* [Exercise description] The answer is every line of the records that holds the word "most", copied in full.

★ ★ ★

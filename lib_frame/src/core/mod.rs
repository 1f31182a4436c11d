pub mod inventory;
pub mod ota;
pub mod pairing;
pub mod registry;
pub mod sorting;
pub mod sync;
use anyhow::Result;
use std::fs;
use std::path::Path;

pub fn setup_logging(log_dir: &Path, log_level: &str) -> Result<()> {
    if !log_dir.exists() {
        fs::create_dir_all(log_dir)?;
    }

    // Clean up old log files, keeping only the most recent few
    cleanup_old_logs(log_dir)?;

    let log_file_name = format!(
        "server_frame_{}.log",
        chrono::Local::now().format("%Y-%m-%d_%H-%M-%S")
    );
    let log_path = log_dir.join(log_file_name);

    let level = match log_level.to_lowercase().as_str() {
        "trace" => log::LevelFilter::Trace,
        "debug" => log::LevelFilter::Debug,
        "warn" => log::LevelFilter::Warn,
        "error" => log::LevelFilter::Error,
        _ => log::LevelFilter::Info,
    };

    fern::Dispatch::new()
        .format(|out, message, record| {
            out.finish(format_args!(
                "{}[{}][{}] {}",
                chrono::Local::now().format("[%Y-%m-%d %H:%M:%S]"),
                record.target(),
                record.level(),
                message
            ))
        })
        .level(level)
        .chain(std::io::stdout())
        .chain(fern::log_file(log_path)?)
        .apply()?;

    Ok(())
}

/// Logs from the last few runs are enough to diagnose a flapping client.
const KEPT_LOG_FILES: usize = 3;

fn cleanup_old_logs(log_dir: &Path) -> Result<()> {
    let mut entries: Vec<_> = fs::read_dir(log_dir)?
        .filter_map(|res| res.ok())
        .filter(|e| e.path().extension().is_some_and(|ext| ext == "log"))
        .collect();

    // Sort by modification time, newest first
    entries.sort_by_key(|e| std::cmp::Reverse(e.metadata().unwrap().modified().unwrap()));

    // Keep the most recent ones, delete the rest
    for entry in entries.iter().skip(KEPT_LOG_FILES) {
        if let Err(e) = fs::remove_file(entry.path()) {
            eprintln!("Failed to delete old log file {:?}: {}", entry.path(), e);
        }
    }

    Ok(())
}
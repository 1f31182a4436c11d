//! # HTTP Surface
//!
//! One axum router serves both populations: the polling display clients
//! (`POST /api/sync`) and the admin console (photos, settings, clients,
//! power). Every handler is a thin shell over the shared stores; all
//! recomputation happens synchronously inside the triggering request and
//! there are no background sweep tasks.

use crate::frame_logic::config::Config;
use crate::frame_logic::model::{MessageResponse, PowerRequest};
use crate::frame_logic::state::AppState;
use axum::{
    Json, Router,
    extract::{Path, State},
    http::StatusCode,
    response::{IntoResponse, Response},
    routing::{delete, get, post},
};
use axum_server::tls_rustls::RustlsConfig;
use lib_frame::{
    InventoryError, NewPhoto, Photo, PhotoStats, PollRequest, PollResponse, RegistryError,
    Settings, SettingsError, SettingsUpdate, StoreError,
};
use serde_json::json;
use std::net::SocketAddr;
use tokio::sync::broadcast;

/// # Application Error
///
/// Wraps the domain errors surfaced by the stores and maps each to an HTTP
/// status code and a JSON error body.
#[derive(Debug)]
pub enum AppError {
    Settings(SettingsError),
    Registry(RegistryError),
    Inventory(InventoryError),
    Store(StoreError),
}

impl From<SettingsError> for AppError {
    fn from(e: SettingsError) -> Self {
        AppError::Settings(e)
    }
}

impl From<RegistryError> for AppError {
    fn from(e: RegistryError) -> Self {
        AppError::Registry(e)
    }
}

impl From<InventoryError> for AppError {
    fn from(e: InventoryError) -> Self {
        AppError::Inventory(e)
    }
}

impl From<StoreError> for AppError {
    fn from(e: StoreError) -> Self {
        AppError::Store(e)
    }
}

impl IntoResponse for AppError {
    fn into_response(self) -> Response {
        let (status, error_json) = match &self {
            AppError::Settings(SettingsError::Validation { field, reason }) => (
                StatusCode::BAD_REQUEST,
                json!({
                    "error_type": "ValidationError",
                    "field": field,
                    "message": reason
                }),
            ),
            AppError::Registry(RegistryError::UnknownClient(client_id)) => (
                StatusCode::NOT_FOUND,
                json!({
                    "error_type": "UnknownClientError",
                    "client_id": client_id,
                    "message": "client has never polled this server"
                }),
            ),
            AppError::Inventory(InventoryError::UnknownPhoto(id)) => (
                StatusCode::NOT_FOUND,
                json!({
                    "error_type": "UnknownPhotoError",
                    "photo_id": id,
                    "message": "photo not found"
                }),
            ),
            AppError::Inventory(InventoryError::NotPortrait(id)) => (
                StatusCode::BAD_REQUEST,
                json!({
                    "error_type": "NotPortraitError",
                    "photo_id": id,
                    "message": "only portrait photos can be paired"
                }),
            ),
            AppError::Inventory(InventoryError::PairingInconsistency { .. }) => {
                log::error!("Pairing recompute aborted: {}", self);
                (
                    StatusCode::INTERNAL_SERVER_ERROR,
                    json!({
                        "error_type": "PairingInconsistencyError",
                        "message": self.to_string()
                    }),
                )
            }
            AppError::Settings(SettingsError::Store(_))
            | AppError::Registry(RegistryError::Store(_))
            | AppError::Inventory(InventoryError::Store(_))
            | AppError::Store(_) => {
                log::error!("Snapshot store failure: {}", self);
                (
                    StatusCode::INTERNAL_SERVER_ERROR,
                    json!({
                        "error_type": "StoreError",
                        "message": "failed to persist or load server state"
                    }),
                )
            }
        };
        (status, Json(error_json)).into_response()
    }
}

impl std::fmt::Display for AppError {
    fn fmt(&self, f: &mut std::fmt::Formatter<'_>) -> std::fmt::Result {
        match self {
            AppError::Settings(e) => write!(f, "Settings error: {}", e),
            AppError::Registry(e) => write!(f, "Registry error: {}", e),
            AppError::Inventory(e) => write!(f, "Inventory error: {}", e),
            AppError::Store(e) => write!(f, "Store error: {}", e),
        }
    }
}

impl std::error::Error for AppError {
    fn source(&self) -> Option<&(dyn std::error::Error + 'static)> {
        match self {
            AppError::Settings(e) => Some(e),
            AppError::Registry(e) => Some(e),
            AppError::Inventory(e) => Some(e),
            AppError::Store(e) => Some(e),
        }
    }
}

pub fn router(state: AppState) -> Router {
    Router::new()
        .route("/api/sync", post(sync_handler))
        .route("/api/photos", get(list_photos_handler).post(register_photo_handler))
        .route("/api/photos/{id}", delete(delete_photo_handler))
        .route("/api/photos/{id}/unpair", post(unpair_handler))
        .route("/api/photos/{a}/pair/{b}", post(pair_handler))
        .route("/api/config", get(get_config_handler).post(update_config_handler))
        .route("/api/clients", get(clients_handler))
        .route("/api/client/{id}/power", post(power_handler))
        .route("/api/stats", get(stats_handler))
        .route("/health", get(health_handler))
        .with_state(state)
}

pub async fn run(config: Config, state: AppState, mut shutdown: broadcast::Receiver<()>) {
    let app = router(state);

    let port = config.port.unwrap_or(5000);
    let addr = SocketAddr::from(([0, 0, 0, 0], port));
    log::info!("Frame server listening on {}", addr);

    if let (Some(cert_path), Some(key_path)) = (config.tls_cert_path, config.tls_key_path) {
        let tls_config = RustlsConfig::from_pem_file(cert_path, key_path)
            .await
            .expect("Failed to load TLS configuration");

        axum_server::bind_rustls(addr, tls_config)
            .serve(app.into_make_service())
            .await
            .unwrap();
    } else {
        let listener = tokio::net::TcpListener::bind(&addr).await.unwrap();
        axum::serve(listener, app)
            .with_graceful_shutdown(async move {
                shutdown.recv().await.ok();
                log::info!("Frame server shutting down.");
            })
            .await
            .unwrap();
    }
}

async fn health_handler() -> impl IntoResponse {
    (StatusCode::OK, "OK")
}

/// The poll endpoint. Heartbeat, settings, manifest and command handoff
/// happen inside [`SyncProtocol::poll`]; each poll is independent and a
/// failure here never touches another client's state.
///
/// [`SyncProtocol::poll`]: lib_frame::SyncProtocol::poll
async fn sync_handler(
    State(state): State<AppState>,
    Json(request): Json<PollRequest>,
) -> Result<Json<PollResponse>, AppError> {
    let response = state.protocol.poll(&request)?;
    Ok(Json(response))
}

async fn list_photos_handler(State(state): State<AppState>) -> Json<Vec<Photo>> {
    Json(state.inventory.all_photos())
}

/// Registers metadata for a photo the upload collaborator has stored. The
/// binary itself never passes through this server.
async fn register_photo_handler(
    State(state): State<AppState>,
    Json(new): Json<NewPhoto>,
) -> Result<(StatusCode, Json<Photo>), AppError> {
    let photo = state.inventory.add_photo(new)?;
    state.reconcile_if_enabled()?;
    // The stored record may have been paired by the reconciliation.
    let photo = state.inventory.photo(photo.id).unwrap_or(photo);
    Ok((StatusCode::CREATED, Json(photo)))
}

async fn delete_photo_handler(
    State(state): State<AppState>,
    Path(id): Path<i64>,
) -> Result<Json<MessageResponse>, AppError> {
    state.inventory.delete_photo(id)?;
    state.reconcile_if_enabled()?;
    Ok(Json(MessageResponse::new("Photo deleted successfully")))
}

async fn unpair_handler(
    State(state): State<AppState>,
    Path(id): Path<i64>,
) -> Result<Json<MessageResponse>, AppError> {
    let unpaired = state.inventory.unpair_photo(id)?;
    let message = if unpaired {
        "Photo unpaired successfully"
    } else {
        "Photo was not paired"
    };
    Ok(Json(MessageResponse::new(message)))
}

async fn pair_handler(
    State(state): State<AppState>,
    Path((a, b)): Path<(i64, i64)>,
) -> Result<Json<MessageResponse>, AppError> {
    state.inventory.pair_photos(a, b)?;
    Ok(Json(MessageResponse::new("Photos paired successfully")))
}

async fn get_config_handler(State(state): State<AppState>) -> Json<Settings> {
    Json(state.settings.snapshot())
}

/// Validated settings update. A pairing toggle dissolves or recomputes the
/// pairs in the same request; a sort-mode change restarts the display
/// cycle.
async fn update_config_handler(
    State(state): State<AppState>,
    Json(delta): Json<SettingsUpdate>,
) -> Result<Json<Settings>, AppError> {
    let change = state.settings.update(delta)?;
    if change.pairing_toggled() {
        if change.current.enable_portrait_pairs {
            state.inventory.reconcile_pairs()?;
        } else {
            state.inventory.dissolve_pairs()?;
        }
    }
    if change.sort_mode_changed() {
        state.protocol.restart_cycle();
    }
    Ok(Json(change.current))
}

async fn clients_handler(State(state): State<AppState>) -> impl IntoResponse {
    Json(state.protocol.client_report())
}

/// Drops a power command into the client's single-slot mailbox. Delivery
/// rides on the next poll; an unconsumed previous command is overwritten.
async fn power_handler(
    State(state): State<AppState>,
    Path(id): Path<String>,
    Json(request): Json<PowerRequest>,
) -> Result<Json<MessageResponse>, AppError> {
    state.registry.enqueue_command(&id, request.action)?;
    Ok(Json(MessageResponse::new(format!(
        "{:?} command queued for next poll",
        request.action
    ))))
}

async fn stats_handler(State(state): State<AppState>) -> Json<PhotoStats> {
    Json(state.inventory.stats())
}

★ ★ ★

* [Expected output]
    // Clean up old log files, keeping only the most recent few
    // Keep the most recent ones, delete the rest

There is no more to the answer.